• WHAT IS EXPECTED
Give back all of the data, word for word.

[Stored data entries]
----------------------------------------

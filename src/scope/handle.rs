use std::cell::{Cell, RefCell};
use std::fmt;
use std::rc::Rc;

use tracing::debug;

use super::store::{ScopeId, ScopeStore};
use crate::binding::BindingPath;
use crate::error::{Error, Result};
use crate::value::{Map, Value};

/// A write performed through [`StoreHandle::write`] or
/// [`StoreHandle::write_path`].
#[derive(Debug, Clone, PartialEq)]
pub struct StoreChange {
    pub scope: ScopeId,
    /// Absolute address of the written member.
    pub path: String,
    pub value: Value,
    pub revision: u64,
}

pub type ChangeListener = Rc<dyn Fn(&StoreChange)>;

/// Shared, interior-mutable access to one [`ScopeStore`].
///
/// Cloning the handle shares the store. Writes coming from expressions or
/// the host bump the revision and notify subscribers once the store borrow
/// is released, so a subscriber may read the store again.
#[derive(Clone, Default)]
pub struct StoreHandle {
    store: Rc<RefCell<ScopeStore>>,
    listeners: Rc<RefCell<Vec<ChangeListener>>>,
    revision: Rc<Cell<u64>>,
}

impl fmt::Debug for StoreHandle {
    fn fmt(&self, f: &mut fmt::Formatter<'_>) -> fmt::Result {
        f.debug_struct("StoreHandle")
            .field("frames", &self.store.borrow().len())
            .field("revision", &self.revision.get())
            .finish()
    }
}

impl StoreHandle {
    pub fn new() -> Self {
        Self::default()
    }

    pub fn root(&self) -> ScopeId {
        self.store.borrow().root()
    }

    pub fn revision(&self) -> u64 {
        self.revision.get()
    }

    /// Read-only access to the underlying store.
    pub fn with_store<T>(&self, f: impl FnOnce(&ScopeStore) -> T) -> T {
        f(&self.store.borrow())
    }

    pub fn subscribe(&self, listener: impl Fn(&StoreChange) + 'static) {
        self.listeners.borrow_mut().push(Rc::new(listener));
    }

    pub fn get(&self, scope: ScopeId, path: &BindingPath) -> Result<Value> {
        self.store.borrow().get(scope, path)
    }

    pub fn open_namespace(
        &self,
        parent: ScopeId,
        segment: &str,
        namespace: &str,
    ) -> Result<(ScopeId, bool)> {
        self.store.borrow_mut().open_namespace(parent, segment, namespace)
    }

    pub fn add_data(&self, scope: ScopeId, namespace: &str, data: Map) -> Result<()> {
        self.store.borrow_mut().add_data(scope, namespace, data)
    }

    pub fn add_scope_store(
        &self,
        owner: ScopeId,
        namespace: &str,
        slot: &str,
        data: Value,
    ) -> Result<ScopeId> {
        self.store
            .borrow_mut()
            .add_scope_store(owner, namespace, slot, data)
    }

    pub fn set_loop_binding(&self, scope: ScopeId, binding: Value) -> Result<()> {
        self.store.borrow_mut().set_loop_binding(scope, binding)
    }

    pub fn namespace_data(&self, scope: ScopeId, namespace: &str) -> Result<Option<Value>> {
        self.store.borrow().namespace_data(scope, namespace)
    }

    pub fn write(
        &self,
        scope: ScopeId,
        namespace: &str,
        keys: &[String],
        value: Value,
    ) -> Result<()> {
        let path = self
            .store
            .borrow_mut()
            .write(scope, namespace, keys, value.clone())?;
        self.notify(StoreChange {
            scope,
            path,
            value,
            revision: 0,
        });
        Ok(())
    }

    /// Host-side write through a binding path. Slot buckets belong to the
    /// component that invoked the slot and cannot be written here.
    pub fn write_path(&self, scope: ScopeId, path: &BindingPath, value: Value) -> Result<()> {
        if path.slot().is_some() {
            return Err(Error::InvalidBindingPath {
                path: path.as_str().to_string(),
            });
        }
        self.write(scope, path.namespace(), path.keys(), value)
    }

    pub fn begin_pass(&self) -> u64 {
        self.store.borrow_mut().begin_pass()
    }

    pub fn finish_pass(&self) -> usize {
        self.store.borrow_mut().finish_pass()
    }

    fn notify(&self, mut change: StoreChange) {
        let revision = self.revision.get() + 1;
        self.revision.set(revision);
        change.revision = revision;
        debug!(path = %change.path, revision, "Store changed");

        let listeners: Vec<ChangeListener> = self.listeners.borrow().clone();
        for listener in listeners {
            listener(&change);
        }
    }
}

----------------------------------------

• RESPONSE BELOW
filename src/scope/handle.rs
use std::cell::{Cell, RefCell};
use std::fmt;
use std::rc::Rc;

use tracing::debug;

use super::store::{ScopeId, ScopeStore};
use crate::binding::BindingPath;
use crate::error::{Error, Result};
use crate::value::{Map, Value};

/// A write performed through [`StoreHandle::write`] or
/// [`StoreHandle::write_path`].
#[derive(Debug, Clone, PartialEq)]
pub struct StoreChange {
    pub scope: ScopeId,
    /// Absolute address of the written member.
    pub path: String,
    pub value: Value,
    pub revision: u64,
}

pub type ChangeListener = Rc<dyn Fn(&StoreChange)>;

/// Shared, interior-mutable access to one [`ScopeStore`].
///
/// Cloning the handle shares the store. Writes coming from expressions or
/// the host bump the revision and notify subscribers once the store borrow
/// is released, so a subscriber may read the store again.
#[derive(Clone, Default)]
pub struct StoreHandle {
    store: Rc<RefCell<ScopeStore>>,
    listeners: Rc<RefCell<Vec<ChangeListener>>>,
    revision: Rc<Cell<u64>>,
}

impl fmt::Debug for StoreHandle {
    fn fmt(&self, f: &mut fmt::Formatter<'_>) -> fmt::Result {
        f.debug_struct("StoreHandle")
            .field("frames", &self.store.borrow().len())
            .field("revision", &self.revision.get())
            .finish()
    }
}

impl StoreHandle {
    pub fn new() -> Self {
        Self::default()
    }

    pub fn root(&self) -> ScopeId {
        self.store.borrow().root()
    }

    pub fn revision(&self) -> u64 {
        self.revision.get()
    }

    /// Read-only access to the underlying store.
    pub fn with_store<T>(&self, f: impl FnOnce(&ScopeStore) -> T) -> T {
        f(&self.store.borrow())
    }

    pub fn subscribe(&self, listener: impl Fn(&StoreChange) + 'static) {
        self.listeners.borrow_mut().push(Rc::new(listener));
    }

    pub fn get(&self, scope: ScopeId, path: &BindingPath) -> Result<Value> {
        self.store.borrow().get(scope, path)
    }

    pub fn open_namespace(
        &self,
        parent: ScopeId,
        segment: &str,
        namespace: &str,
    ) -> Result<(ScopeId, bool)> {
        self.store.borrow_mut().open_namespace(parent, segment, namespace)
    }

    pub fn add_data(&self, scope: ScopeId, namespace: &str, data: Map) -> Result<()> {
        self.store.borrow_mut().add_data(scope, namespace, data)
    }

    pub fn add_scope_store(
        &self,
        owner: ScopeId,
        namespace: &str,
        slot: &str,
        data: Value,
    ) -> Result<ScopeId> {
        self.store
            .borrow_mut()
            .add_scope_store(owner, namespace, slot, data)
    }

    pub fn set_loop_binding(&self, scope: ScopeId, binding: Value) -> Result<()> {
        self.store.borrow_mut().set_loop_binding(scope, binding)
    }

    pub fn namespace_data(&self, scope: ScopeId, namespace: &str) -> Result<Option<Value>> {
        self.store.borrow().namespace_data(scope, namespace)
    }

    pub fn write(
        &self,
        scope: ScopeId,
        namespace: &str,
        keys: &[String],
        value: Value,
    ) -> Result<()> {
        let path = self
            .store
            .borrow_mut()
            .write(scope, namespace, keys, value.clone())?;
        self.notify(StoreChange {
            scope,
            path,
            value,
            revision: 0,
        });
        Ok(())
    }

    /// Host-side write through a binding path. Slot buckets belong to the
    /// component that invoked the slot and cannot be written here.
    pub fn write_path(&self, scope: ScopeId, path: &BindingPath, value: Value) -> Result<()> {
        if path.slot().is_some() {
            return Err(Error::InvalidBindingPath {
                path: path.as_str().to_string(),
            });
        }
        self.write(scope, path.namespace(), path.keys(), value)
    }

    pub fn begin_pass(&self) -> u64 {
        self.store.borrow_mut().begin_pass()
    }

    pub fn finish_pass(&self) -> usize {
        self.store.borrow_mut().finish_pass()
    }

    fn notify(&self, mut change: StoreChange) {
        let revision = self.revision.get() + 1;
        self.revision.set(revision);
        change.revision = revision;
        debug!(path = %change.path, revision, "Store changed");

        let listeners: Vec<ChangeListener> = self.listeners.borrow().clone();
        for listener in listeners {
            listener(&change);
        }
    }
}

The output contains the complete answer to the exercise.